■ Data to use
◆ ◆ ◆

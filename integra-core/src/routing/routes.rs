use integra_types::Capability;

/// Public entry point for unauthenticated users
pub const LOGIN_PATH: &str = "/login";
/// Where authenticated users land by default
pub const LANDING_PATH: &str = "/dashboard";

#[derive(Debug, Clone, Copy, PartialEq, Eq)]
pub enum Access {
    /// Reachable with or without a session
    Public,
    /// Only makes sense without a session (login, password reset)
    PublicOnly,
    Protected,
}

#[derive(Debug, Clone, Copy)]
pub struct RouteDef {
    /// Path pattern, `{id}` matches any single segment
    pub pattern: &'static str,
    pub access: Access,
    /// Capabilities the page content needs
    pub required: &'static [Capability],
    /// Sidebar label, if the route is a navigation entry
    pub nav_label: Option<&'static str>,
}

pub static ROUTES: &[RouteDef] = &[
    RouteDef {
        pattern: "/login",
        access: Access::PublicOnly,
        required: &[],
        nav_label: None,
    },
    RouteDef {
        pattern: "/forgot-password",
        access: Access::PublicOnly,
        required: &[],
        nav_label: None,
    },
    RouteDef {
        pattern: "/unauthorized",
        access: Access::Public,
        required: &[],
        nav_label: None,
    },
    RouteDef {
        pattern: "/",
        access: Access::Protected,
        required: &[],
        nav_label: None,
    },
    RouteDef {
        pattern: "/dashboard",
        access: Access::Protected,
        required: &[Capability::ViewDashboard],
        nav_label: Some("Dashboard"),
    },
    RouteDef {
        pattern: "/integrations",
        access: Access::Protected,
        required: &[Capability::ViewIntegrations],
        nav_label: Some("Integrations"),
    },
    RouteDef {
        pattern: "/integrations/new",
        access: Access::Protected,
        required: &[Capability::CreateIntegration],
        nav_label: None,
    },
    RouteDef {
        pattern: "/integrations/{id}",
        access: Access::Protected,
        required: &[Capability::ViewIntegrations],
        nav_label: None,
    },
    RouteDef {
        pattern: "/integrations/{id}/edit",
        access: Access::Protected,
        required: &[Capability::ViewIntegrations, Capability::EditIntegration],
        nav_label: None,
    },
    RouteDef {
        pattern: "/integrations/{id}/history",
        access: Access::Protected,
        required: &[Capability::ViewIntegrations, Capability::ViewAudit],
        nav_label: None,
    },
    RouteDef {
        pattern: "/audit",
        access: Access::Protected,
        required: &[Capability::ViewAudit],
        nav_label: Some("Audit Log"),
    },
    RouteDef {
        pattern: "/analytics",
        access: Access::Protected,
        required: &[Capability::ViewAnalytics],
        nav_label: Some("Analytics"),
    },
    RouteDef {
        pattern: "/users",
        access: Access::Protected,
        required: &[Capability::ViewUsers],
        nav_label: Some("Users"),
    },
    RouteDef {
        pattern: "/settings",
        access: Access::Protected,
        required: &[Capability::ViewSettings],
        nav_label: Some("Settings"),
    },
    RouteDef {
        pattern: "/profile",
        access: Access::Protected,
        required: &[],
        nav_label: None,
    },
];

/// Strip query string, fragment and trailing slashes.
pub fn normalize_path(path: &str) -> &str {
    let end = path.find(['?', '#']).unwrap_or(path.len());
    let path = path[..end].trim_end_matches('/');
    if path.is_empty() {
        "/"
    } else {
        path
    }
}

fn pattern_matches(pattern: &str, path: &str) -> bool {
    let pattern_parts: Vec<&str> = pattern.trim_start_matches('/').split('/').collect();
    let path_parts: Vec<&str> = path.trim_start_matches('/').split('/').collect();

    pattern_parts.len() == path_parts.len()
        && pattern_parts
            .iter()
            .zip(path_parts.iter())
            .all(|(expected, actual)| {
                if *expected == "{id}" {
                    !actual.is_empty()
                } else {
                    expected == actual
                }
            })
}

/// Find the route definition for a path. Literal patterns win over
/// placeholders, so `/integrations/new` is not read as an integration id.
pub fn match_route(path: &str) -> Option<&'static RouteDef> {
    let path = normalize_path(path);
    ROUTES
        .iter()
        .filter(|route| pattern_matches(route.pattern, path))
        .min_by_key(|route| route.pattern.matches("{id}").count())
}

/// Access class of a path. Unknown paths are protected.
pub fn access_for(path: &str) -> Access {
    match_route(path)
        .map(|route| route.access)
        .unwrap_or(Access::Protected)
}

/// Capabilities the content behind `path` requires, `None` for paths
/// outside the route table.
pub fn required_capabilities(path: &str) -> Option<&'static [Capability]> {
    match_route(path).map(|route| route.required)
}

◆ ◆ ◆

■ Task goal
Copy out every entry again, exactly as it was given.

■ Task answer
filename integra-core/src/routing/routes.rs
use integra_types::Capability;

/// Public entry point for unauthenticated users
pub const LOGIN_PATH: &str = "/login";
/// Where authenticated users land by default
pub const LANDING_PATH: &str = "/dashboard";

#[derive(Debug, Clone, Copy, PartialEq, Eq)]
pub enum Access {
    /// Reachable with or without a session
    Public,
    /// Only makes sense without a session (login, password reset)
    PublicOnly,
    Protected,
}

#[derive(Debug, Clone, Copy)]
pub struct RouteDef {
    /// Path pattern, `{id}` matches any single segment
    pub pattern: &'static str,
    pub access: Access,
    /// Capabilities the page content needs
    pub required: &'static [Capability],
    /// Sidebar label, if the route is a navigation entry
    pub nav_label: Option<&'static str>,
}

pub static ROUTES: &[RouteDef] = &[
    RouteDef {
        pattern: "/login",
        access: Access::PublicOnly,
        required: &[],
        nav_label: None,
    },
    RouteDef {
        pattern: "/forgot-password",
        access: Access::PublicOnly,
        required: &[],
        nav_label: None,
    },
    RouteDef {
        pattern: "/unauthorized",
        access: Access::Public,
        required: &[],
        nav_label: None,
    },
    RouteDef {
        pattern: "/",
        access: Access::Protected,
        required: &[],
        nav_label: None,
    },
    RouteDef {
        pattern: "/dashboard",
        access: Access::Protected,
        required: &[Capability::ViewDashboard],
        nav_label: Some("Dashboard"),
    },
    RouteDef {
        pattern: "/integrations",
        access: Access::Protected,
        required: &[Capability::ViewIntegrations],
        nav_label: Some("Integrations"),
    },
    RouteDef {
        pattern: "/integrations/new",
        access: Access::Protected,
        required: &[Capability::CreateIntegration],
        nav_label: None,
    },
    RouteDef {
        pattern: "/integrations/{id}",
        access: Access::Protected,
        required: &[Capability::ViewIntegrations],
        nav_label: None,
    },
    RouteDef {
        pattern: "/integrations/{id}/edit",
        access: Access::Protected,
        required: &[Capability::ViewIntegrations, Capability::EditIntegration],
        nav_label: None,
    },
    RouteDef {
        pattern: "/integrations/{id}/history",
        access: Access::Protected,
        required: &[Capability::ViewIntegrations, Capability::ViewAudit],
        nav_label: None,
    },
    RouteDef {
        pattern: "/audit",
        access: Access::Protected,
        required: &[Capability::ViewAudit],
        nav_label: Some("Audit Log"),
    },
    RouteDef {
        pattern: "/analytics",
        access: Access::Protected,
        required: &[Capability::ViewAnalytics],
        nav_label: Some("Analytics"),
    },
    RouteDef {
        pattern: "/users",
        access: Access::Protected,
        required: &[Capability::ViewUsers],
        nav_label: Some("Users"),
    },
    RouteDef {
        pattern: "/settings",
        access: Access::Protected,
        required: &[Capability::ViewSettings],
        nav_label: Some("Settings"),
    },
    RouteDef {
        pattern: "/profile",
        access: Access::Protected,
        required: &[],
        nav_label: None,
    },
];

/// Strip query string, fragment and trailing slashes.
pub fn normalize_path(path: &str) -> &str {
    let end = path.find(['?', '#']).unwrap_or(path.len());
    let path = path[..end].trim_end_matches('/');
    if path.is_empty() {
        "/"
    } else {
        path
    }
}

fn pattern_matches(pattern: &str, path: &str) -> bool {
    let pattern_parts: Vec<&str> = pattern.trim_start_matches('/').split('/').collect();
    let path_parts: Vec<&str> = path.trim_start_matches('/').split('/').collect();

    pattern_parts.len() == path_parts.len()
        && pattern_parts
            .iter()
            .zip(path_parts.iter())
            .all(|(expected, actual)| {
                if *expected == "{id}" {
                    !actual.is_empty()
                } else {
                    expected == actual
                }
            })
}

/// Find the route definition for a path. Literal patterns win over
/// placeholders, so `/integrations/new` is not read as an integration id.
pub fn match_route(path: &str) -> Option<&'static RouteDef> {
    let path = normalize_path(path);
    ROUTES
        .iter()
        .filter(|route| pattern_matches(route.pattern, path))
        .min_by_key(|route| route.pattern.matches("{id}").count())
}

/// Access class of a path. Unknown paths are protected.
pub fn access_for(path: &str) -> Access {
    match_route(path)
        .map(|route| route.access)
        .unwrap_or(Access::Protected)
}

/// Capabilities the content behind `path` requires, `None` for paths
/// outside the route table.
pub fn required_capabilities(path: &str) -> Option<&'static [Capability]> {
    match_route(path).map(|route| route.required)
}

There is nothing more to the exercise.